__Task description__
Return every line below in which "referencing" appears.

__Source records__
##########

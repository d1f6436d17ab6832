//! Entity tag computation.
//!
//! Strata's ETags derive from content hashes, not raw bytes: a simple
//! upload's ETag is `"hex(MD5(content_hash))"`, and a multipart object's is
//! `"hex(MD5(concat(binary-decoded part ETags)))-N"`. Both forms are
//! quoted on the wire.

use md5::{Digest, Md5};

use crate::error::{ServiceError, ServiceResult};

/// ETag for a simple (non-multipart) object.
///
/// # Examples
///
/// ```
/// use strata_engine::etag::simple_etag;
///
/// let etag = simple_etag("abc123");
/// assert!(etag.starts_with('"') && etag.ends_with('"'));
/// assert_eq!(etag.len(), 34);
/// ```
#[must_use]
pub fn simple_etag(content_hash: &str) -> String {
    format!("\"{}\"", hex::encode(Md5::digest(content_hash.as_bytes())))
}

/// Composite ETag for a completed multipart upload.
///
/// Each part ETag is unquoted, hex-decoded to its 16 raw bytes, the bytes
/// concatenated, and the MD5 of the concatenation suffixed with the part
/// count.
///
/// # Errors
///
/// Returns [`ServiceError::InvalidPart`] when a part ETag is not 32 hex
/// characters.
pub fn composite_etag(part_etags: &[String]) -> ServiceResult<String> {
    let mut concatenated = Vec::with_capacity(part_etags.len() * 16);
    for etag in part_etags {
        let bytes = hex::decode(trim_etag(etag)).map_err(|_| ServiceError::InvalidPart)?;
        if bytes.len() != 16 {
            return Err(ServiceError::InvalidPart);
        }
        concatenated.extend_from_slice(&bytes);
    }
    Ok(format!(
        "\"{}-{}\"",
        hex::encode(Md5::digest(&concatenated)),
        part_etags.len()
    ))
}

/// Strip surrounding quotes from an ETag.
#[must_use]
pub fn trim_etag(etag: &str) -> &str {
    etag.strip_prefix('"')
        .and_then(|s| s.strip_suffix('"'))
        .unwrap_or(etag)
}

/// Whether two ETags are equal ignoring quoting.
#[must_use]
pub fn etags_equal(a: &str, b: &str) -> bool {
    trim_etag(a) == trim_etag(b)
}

##########

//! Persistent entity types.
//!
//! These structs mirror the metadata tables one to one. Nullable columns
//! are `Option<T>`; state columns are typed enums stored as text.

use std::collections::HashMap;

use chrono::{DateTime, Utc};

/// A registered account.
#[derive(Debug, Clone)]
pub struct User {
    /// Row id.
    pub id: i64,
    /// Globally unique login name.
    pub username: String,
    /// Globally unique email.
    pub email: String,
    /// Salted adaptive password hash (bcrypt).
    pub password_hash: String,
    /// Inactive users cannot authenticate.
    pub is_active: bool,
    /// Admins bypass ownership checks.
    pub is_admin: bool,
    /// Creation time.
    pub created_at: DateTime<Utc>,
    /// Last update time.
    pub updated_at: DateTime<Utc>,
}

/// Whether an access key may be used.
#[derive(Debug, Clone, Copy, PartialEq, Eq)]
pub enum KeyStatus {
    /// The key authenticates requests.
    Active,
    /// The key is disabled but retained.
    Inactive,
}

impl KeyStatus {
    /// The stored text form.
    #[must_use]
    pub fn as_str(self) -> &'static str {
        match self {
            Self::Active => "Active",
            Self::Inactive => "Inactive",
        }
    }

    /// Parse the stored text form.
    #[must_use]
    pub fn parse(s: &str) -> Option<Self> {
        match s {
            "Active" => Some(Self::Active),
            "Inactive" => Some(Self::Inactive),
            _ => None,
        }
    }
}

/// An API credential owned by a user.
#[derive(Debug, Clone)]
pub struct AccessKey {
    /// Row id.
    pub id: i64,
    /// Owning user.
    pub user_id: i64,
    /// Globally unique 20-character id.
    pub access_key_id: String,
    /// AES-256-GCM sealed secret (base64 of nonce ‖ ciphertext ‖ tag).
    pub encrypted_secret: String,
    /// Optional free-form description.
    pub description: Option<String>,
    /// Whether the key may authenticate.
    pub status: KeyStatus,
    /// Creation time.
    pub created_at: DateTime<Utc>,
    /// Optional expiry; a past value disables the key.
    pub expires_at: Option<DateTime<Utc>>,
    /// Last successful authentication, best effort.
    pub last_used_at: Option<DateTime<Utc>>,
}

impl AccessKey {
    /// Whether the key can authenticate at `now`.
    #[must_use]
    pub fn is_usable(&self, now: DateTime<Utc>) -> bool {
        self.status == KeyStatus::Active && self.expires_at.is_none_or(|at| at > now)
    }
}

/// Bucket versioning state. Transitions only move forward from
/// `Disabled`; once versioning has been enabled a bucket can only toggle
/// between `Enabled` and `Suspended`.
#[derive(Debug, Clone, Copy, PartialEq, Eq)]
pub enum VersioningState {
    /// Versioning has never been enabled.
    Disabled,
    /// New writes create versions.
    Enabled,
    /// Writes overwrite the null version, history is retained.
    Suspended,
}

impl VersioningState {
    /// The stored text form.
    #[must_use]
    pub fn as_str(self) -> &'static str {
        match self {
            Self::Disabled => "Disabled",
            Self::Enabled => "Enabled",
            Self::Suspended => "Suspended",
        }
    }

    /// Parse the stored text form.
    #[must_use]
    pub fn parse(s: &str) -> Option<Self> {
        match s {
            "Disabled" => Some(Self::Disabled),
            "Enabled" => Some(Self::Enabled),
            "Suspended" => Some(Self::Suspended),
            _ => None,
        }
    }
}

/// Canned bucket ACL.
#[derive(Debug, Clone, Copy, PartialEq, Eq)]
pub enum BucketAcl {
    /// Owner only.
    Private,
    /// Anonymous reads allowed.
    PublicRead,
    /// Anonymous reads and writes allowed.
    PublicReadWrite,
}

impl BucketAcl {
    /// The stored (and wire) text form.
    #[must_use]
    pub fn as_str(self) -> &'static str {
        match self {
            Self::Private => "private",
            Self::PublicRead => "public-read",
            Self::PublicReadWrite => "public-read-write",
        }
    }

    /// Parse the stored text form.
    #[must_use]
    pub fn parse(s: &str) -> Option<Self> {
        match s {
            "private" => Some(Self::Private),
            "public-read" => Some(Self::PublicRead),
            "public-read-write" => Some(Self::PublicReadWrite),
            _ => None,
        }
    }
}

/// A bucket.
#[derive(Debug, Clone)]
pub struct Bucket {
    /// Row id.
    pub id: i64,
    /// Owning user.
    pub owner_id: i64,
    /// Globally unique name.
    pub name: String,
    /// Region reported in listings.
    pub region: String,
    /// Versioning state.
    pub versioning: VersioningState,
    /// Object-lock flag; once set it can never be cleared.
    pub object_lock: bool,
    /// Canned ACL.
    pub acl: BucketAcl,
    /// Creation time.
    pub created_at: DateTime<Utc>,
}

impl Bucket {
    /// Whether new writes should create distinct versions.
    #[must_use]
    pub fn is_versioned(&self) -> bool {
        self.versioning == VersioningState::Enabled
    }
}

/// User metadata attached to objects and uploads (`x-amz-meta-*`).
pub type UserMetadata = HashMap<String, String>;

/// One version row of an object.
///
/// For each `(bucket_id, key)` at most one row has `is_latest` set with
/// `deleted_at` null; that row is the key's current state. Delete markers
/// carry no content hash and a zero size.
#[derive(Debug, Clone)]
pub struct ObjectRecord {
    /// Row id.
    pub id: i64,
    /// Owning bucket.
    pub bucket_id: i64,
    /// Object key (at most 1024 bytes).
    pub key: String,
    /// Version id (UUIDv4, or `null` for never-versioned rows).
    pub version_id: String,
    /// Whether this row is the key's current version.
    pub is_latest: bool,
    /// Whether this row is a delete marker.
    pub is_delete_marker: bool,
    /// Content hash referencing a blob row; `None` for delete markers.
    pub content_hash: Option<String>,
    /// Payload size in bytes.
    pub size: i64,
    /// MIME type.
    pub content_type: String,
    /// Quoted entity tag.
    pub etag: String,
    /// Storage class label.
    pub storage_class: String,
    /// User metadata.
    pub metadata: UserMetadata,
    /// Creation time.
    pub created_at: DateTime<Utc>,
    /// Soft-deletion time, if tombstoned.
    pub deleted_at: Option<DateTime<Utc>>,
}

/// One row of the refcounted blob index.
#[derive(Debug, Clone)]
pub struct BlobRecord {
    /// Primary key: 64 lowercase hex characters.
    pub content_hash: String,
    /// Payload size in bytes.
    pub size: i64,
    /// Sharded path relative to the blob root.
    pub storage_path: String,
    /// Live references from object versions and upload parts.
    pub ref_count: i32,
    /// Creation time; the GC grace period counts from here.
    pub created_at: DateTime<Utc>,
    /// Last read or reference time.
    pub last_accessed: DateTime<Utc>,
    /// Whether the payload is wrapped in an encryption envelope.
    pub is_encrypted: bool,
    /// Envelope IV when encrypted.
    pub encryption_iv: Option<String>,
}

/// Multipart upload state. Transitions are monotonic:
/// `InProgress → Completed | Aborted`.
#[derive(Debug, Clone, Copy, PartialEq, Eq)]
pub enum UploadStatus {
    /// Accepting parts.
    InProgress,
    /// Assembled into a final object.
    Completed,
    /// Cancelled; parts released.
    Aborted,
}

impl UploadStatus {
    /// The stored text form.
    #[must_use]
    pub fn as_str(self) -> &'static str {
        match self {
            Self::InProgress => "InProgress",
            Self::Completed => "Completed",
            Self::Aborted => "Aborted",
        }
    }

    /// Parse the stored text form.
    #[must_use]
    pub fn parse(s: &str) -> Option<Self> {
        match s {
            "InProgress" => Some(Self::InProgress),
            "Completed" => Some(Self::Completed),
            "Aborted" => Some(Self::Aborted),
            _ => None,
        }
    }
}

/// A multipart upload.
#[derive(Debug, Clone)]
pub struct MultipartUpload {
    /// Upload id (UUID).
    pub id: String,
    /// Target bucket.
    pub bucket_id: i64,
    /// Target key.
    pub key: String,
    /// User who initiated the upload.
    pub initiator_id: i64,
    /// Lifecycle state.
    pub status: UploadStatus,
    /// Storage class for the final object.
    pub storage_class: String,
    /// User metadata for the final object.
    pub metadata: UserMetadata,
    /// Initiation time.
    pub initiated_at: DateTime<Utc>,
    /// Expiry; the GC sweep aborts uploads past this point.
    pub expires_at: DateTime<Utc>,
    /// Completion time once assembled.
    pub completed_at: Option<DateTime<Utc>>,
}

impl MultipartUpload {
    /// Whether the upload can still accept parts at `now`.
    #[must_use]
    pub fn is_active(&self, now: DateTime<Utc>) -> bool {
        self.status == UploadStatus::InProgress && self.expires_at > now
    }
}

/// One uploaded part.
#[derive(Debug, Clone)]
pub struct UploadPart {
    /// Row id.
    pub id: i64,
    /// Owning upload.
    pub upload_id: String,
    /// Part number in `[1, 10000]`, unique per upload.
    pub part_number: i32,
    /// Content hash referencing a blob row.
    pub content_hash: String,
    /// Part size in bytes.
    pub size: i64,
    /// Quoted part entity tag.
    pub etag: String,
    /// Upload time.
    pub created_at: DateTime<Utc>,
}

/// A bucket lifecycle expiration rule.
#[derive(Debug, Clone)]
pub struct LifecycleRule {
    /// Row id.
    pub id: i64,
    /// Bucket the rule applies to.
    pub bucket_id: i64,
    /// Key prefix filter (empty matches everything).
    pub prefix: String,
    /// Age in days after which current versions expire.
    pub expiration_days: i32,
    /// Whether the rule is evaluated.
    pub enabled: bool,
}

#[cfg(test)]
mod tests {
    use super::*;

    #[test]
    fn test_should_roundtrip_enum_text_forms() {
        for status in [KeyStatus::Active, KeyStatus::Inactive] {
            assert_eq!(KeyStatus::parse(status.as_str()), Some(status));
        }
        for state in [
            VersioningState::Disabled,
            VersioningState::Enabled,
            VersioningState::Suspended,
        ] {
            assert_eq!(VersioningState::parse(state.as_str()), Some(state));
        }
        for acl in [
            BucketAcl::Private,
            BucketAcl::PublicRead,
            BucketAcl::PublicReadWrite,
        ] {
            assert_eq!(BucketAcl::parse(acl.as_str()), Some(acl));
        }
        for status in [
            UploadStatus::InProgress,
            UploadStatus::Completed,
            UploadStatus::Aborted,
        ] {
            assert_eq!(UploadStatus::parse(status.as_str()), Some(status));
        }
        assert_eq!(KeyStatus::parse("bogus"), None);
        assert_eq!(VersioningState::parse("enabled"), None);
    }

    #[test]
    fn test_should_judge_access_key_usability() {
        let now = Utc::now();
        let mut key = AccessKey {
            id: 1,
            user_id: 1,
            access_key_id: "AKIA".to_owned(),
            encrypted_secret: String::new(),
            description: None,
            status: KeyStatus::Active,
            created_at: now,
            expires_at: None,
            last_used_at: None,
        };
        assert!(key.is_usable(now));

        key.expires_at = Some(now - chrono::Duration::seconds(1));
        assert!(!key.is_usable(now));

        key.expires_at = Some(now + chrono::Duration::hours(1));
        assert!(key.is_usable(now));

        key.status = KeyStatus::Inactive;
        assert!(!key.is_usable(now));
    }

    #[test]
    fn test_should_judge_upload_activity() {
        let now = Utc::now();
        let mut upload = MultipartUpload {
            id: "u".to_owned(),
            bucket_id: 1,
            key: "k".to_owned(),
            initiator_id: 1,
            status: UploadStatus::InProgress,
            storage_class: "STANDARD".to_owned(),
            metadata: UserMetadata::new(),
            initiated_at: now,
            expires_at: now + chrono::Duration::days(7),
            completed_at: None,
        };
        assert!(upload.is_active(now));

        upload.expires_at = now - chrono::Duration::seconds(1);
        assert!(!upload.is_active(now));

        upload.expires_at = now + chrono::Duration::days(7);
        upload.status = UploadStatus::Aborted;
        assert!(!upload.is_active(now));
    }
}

##########

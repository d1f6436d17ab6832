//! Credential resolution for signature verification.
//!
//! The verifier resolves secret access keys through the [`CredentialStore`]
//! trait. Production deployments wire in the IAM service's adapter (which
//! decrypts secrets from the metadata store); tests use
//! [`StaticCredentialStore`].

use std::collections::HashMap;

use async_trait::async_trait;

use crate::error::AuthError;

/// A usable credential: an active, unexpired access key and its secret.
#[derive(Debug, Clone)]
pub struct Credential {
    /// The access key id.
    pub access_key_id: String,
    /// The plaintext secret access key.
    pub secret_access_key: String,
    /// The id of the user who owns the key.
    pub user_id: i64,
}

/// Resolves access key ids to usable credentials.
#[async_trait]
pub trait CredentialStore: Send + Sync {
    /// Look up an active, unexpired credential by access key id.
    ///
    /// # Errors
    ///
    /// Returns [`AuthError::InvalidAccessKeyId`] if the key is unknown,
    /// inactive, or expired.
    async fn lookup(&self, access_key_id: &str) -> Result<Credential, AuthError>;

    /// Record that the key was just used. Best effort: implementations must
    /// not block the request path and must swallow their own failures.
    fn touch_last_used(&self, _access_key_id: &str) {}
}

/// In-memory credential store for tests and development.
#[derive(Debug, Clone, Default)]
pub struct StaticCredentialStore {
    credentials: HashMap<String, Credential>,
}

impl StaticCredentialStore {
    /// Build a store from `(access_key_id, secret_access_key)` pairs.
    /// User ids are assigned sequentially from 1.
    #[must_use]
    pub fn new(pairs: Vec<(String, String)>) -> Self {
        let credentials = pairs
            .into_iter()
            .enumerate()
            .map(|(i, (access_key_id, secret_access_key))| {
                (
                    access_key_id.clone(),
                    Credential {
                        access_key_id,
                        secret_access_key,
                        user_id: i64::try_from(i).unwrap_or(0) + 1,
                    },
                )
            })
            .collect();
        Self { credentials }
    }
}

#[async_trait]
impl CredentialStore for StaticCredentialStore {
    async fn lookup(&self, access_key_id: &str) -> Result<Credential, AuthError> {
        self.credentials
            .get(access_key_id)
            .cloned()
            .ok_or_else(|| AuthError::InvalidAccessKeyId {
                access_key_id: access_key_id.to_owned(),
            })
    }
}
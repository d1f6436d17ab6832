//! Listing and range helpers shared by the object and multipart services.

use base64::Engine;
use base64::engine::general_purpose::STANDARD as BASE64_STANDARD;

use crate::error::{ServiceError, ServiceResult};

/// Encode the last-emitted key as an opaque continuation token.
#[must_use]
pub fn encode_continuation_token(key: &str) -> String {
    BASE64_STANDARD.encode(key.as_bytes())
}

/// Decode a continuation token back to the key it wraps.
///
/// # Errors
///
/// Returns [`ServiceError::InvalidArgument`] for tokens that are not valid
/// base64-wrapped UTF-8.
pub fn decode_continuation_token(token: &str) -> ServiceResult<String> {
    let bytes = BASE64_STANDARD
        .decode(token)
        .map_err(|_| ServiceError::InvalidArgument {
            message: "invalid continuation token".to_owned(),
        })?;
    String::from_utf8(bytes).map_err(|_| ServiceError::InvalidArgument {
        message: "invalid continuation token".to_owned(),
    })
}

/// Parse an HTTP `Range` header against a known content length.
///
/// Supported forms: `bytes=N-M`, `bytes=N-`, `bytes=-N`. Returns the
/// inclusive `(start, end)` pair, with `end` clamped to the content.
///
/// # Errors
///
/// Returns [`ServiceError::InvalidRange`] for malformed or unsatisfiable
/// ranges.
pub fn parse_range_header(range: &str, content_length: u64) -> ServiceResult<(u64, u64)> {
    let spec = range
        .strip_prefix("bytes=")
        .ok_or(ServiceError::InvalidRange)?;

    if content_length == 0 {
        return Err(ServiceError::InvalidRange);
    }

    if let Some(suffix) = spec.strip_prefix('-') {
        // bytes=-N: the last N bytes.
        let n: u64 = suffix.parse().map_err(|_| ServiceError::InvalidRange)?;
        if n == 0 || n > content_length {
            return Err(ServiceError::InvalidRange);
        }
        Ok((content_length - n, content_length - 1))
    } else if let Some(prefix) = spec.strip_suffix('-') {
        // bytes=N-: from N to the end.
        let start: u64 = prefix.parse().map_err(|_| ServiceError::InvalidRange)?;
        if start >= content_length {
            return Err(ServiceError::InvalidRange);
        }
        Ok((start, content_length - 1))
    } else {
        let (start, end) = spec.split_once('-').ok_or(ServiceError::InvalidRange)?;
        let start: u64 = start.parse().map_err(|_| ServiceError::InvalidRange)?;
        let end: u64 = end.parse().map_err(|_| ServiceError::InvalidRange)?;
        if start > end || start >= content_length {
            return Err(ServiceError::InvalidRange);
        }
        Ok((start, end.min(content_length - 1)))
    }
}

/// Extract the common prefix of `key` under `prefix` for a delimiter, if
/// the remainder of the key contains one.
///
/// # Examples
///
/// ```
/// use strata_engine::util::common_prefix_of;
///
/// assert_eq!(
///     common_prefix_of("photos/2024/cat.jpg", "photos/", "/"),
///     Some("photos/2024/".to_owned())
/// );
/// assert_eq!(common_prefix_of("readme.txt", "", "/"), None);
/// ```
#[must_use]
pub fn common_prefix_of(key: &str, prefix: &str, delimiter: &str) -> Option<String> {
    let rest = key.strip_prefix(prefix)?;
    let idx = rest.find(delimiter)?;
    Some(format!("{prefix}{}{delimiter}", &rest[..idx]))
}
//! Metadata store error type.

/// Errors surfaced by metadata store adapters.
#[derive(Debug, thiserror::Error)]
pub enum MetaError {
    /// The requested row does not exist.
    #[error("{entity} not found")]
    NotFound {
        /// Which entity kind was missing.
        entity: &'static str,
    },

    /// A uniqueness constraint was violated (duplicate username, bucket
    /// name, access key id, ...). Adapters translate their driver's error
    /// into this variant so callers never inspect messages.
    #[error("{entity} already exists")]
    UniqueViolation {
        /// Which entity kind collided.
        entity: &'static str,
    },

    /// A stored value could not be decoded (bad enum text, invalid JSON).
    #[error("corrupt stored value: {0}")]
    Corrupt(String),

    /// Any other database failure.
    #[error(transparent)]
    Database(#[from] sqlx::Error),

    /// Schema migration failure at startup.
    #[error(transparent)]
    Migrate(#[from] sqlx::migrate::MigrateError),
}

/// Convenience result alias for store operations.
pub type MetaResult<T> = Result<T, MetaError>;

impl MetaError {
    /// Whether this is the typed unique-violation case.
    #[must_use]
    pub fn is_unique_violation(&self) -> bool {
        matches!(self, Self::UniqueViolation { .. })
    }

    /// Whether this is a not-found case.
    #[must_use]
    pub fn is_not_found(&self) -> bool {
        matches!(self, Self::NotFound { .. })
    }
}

##########

__Task result__
    /// Content hash referencing a blob row; `None` for delete markers.
    /// Content hash referencing a blob row.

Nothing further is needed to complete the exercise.